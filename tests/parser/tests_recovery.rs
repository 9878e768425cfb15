//! Error tolerance: malformed input still yields a full tree

#![allow(clippy::unwrap_used)]

use arkts::ErrorCode;
use proptest::prelude::*;
use rstest::rstest;

use crate::helpers::source_fixtures::*;
use crate::helpers::tree_assertions::{assert_lossless, find, find_all};

#[test]
fn test_unclosed_call_keeps_component() {
    let tree = arkts::parse(UNCLOSED_CALL);
    assert!(tree.has_error());
    assert!(tree.root_node().named_child_count() > 0);

    let component = find(&tree, "component_declaration");
    assert_eq!(component.child_by_field_name("name").unwrap().text(), "Broken");
    assert!(component.has_error());

    let error = find(&tree, "ERROR");
    assert!(error.is_error());
    assert_eq!(error.text(), "Text('Hello'");
    assert_eq!(error.parent().unwrap().type_name(), "build_body");
    assert!(tree.errors().iter().any(|e| e.code == ErrorCode::E0203));
    assert_lossless(&tree, UNCLOSED_CALL);
}

#[test]
fn test_unclosed_struct_gets_missing_brace() {
    let tree = arkts::parse(UNCLOSED_STRUCT);
    let missing: Vec<_> = tree
        .root_node()
        .descendants()
        .filter(|n| n.is_missing())
        .collect();
    assert_eq!(missing.len(), 1);
    assert_eq!(missing[0].type_name(), "}");
    assert!(missing[0].byte_range().is_empty());
    assert_eq!(missing[0].parent().unwrap().type_name(), "component_body");
    assert_eq!(tree.errors().len(), 1);
    assert_eq!(tree.errors()[0].code, ErrorCode::E0202);
    assert!(tree.to_sexp().contains("(MISSING \"}\")"));
}

#[test]
fn test_stray_braces_are_skipped_one_by_one() {
    let tree = arkts::parse(STRAY_BRACES);
    assert_eq!(find_all(&tree, "ERROR").len(), 3);
    assert_eq!(tree.errors().len(), 3);
    assert!(tree.errors().iter().all(|e| e.code == ErrorCode::E0205));
    assert_eq!(find_all(&tree, "variable_declaration").len(), 1);
}

#[test]
fn test_recovery_resumes_at_next_member() {
    let source = "@Component\nstruct A {\n  @State = 1\n  @Prop title: string = ''\n  build() {}\n}\n";
    let tree = arkts::parse(source);
    assert!(tree.has_error());
    let properties = find_all(&tree, "property_declaration");
    assert_eq!(properties.len(), 1);
    assert_eq!(properties[0].child_by_field_name("name").unwrap().text(), "title");
    assert_eq!(find_all(&tree, "build_method").len(), 1);
}

#[test]
fn test_undecorated_struct_keeps_declaration() {
    let tree = arkts::parse(UNDECORATED_UNCLOSED_CALL);
    let component = find(&tree, "component_declaration");
    assert_eq!(component.child_by_field_name("name").unwrap().text(), "A");
    assert_eq!(find_all(&tree, "build_method").len(), 1);
    assert!(find_all(&tree, "expression_statement").is_empty());

    let error = find(&tree, "ERROR");
    assert_eq!(error.text(), "Text('Hello'");
    assert_eq!(error.parent().unwrap().type_name(), "build_body");
    assert_lossless(&tree, UNDECORATED_UNCLOSED_CALL);
}

#[test]
fn test_class_method_with_error_stays_a_method() {
    let tree = arkts::parse(CLASS_METHOD_ERROR);
    assert_eq!(tree.errors().len(), 1);
    assert!(find_all(&tree, "property_declaration").is_empty());

    let methods = find_all(&tree, "method_declaration");
    assert_eq!(methods.len(), 2);
    assert_eq!(methods[0].child_by_field_name("name").unwrap().text(), "foo");
    assert!(methods[0].has_error());
    assert!(!methods[1].has_error());

    let error = find(&tree, "ERROR");
    assert_eq!(error.parent().unwrap().type_name(), "block_statement");
    assert_eq!(error.parent().unwrap().parent().unwrap().type_name(), "method_declaration");
    assert_lossless(&tree, CLASS_METHOD_ERROR);
}

#[test]
fn test_component_method_with_error_stays_a_method() {
    let tree = arkts::parse(COMPONENT_METHOD_ERROR);
    assert_eq!(tree.errors().len(), 1);
    assert_eq!(find_all(&tree, "component_declaration").len(), 1);
    assert_eq!(find_all(&tree, "build_method").len(), 1);
    assert!(find_all(&tree, "property_declaration").is_empty());

    let method = find(&tree, "method_declaration");
    assert_eq!(method.child_by_field_name("name").unwrap().text(), "helper");
    assert!(method.has_error());
    assert_eq!(method.parent().unwrap().type_name(), "component_body");
    assert_lossless(&tree, COMPONENT_METHOD_ERROR);
}

#[test]
fn test_interface_member_error_keeps_interface() {
    let tree = arkts::parse(INTERFACE_MEMBER_ERROR);
    assert_eq!(tree.errors().len(), 1);
    let interface = find(&tree, "interface_declaration");
    assert_eq!(interface.child_by_field_name("name").unwrap().text(), "I");
    assert_eq!(find_all(&tree, "type_member").len(), 1);

    let error = find(&tree, "ERROR");
    assert_eq!(error.text(), "b:");
    assert_eq!(error.parent().unwrap().type_name(), "object_type");
    assert_lossless(&tree, INTERFACE_MEMBER_ERROR);
}

fn nested_columns(depth: usize) -> String {
    let mut source = String::from("@Component\nstruct Deep {\n  build() {\n");
    source.push_str(&"Column() {\n".repeat(depth));
    source.push_str(&"}\n".repeat(depth));
    source.push_str("  }\n}\n");
    source
}

fn nested_parens(depth: usize) -> String {
    format!("let a = {}1{}\n", "(".repeat(depth), ")".repeat(depth))
}

fn assert_too_deep(tree: &arkts::Tree, source: &str) {
    assert!(tree.has_error());
    assert!(tree.errors().iter().any(|e| e.code == ErrorCode::E0206));
    assert!(!find_all(tree, "ERROR").is_empty());
    assert_lossless(tree, source);
}

#[test]
fn test_deep_nesting_on_small_stack() {
    let worker = std::thread::Builder::new()
        .stack_size(2 * 1024 * 1024)
        .spawn(|| {
            let columns = nested_columns(300);
            let tree = arkts::parse(&columns);
            assert_eq!(find_all(&tree, "component_declaration").len(), 1);
            assert_eq!(find_all(&tree, "build_method").len(), 1);
            assert_too_deep(&tree, &columns);

            let parens = nested_parens(1000);
            assert_too_deep(&arkts::parse(&parens), &parens);
        })
        .unwrap();
    worker.join().unwrap();
}

#[test]
fn test_deep_nesting_in_batch() {
    let columns = nested_columns(300);
    let parens = nested_parens(1000);
    let trees = arkts::parse_batch(&[columns.as_str(), parens.as_str(), HELLO_COMPONENT]);
    assert_too_deep(&trees[0], &columns);
    assert_too_deep(&trees[1], &parens);
    assert!(!trees[2].has_error());
}

#[test]
fn test_nesting_below_limit_parses_clean() {
    let tree = arkts::parse(&nested_columns(40));
    assert!(!tree.has_error(), "{}", tree.to_sexp());
    assert_eq!(find_all(&tree, "container_content_body").len(), 40);
}

#[test]
fn test_error_messages_point_into_source() {
    let tree = arkts::parse(UNCLOSED_CALL);
    for error in tree.errors() {
        assert!(usize::from(error.range.end()) <= UNCLOSED_CALL.len());
        assert!(!error.message.is_empty());
        assert!(error.format().contains(error.code.as_str()));
    }
}

#[rstest]
#[case::unclosed_call(UNCLOSED_CALL)]
#[case::unclosed_struct(UNCLOSED_STRUCT)]
#[case::stray_braces(STRAY_BRACES)]
#[case::undecorated_unclosed_call(UNDECORATED_UNCLOSED_CALL)]
#[case::class_method_error(CLASS_METHOD_ERROR)]
#[case::component_method_error(COMPONENT_METHOD_ERROR)]
#[case::interface_member_error(INTERFACE_MEMBER_ERROR)]
#[case::lone_decorator("@")]
#[case::unterminated_string("let s = 'abc")]
#[case::unterminated_template("let s = `abc ${x")]
#[case::invalid_character("let a = 1 # 2")]
#[case::dangling_operator("a + ")]
#[case::unclosed_comment("/* never closed")]
#[case::struct_without_body("struct A extends {")]
fn test_malformed_input_yields_tree(#[case] source: &str) {
    let tree = arkts::parse(source);
    assert!(tree.has_error(), "{}", tree.to_sexp());
    assert!(tree.root_node().child_count() > 0);
    assert!(tree.to_sexp().contains("ERROR") || tree.to_sexp().contains("MISSING"));
    assert_lossless(&tree, source);
}

proptest! {
    #![proptest_config(ProptestConfig::with_cases(64))]

    #[test]
    fn test_parse_is_total(input in "[a-z{}()\\[\\];.,@=+*'` \n]{0,48}") {
        let tree = arkts::parse(&input);
        prop_assert_eq!(tree.root_node().type_name(), "source_file");
        prop_assert_eq!(tree.syntax().text().to_string(), input.clone());
        if !input.is_empty() {
            prop_assert!(tree.syntax().children_with_tokens().count() > 0);
        }
        prop_assert_eq!(tree.has_error(), !tree.errors().is_empty());
    }
}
◆ ◆ ◆ ◆
# ABOUT THIS EXERCISE
Each line above from the one with "assert_eq!(missing.len(), 1);" up to and including the one with "e.code == ErrorCode::E0205));" must be set down exactly, and no line outside that span may appear.

# ANSWER AREA
    assert_eq!(missing.len(), 1);
    assert_eq!(missing[0].type_name(), "}");
    assert!(missing[0].byte_range().is_empty());
    assert_eq!(missing[0].parent().unwrap().type_name(), "component_body");
    assert_eq!(tree.errors().len(), 1);
    assert_eq!(tree.errors()[0].code, ErrorCode::E0202);
    assert!(tree.to_sexp().contains("(MISSING \"}\")"));
}

#[test]
fn test_stray_braces_are_skipped_one_by_one() {
    let tree = arkts::parse(STRAY_BRACES);
    assert_eq!(find_all(&tree, "ERROR").len(), 3);
    assert_eq!(tree.errors().len(), 3);
    assert!(tree.errors().iter().all(|e| e.code == ErrorCode::E0205));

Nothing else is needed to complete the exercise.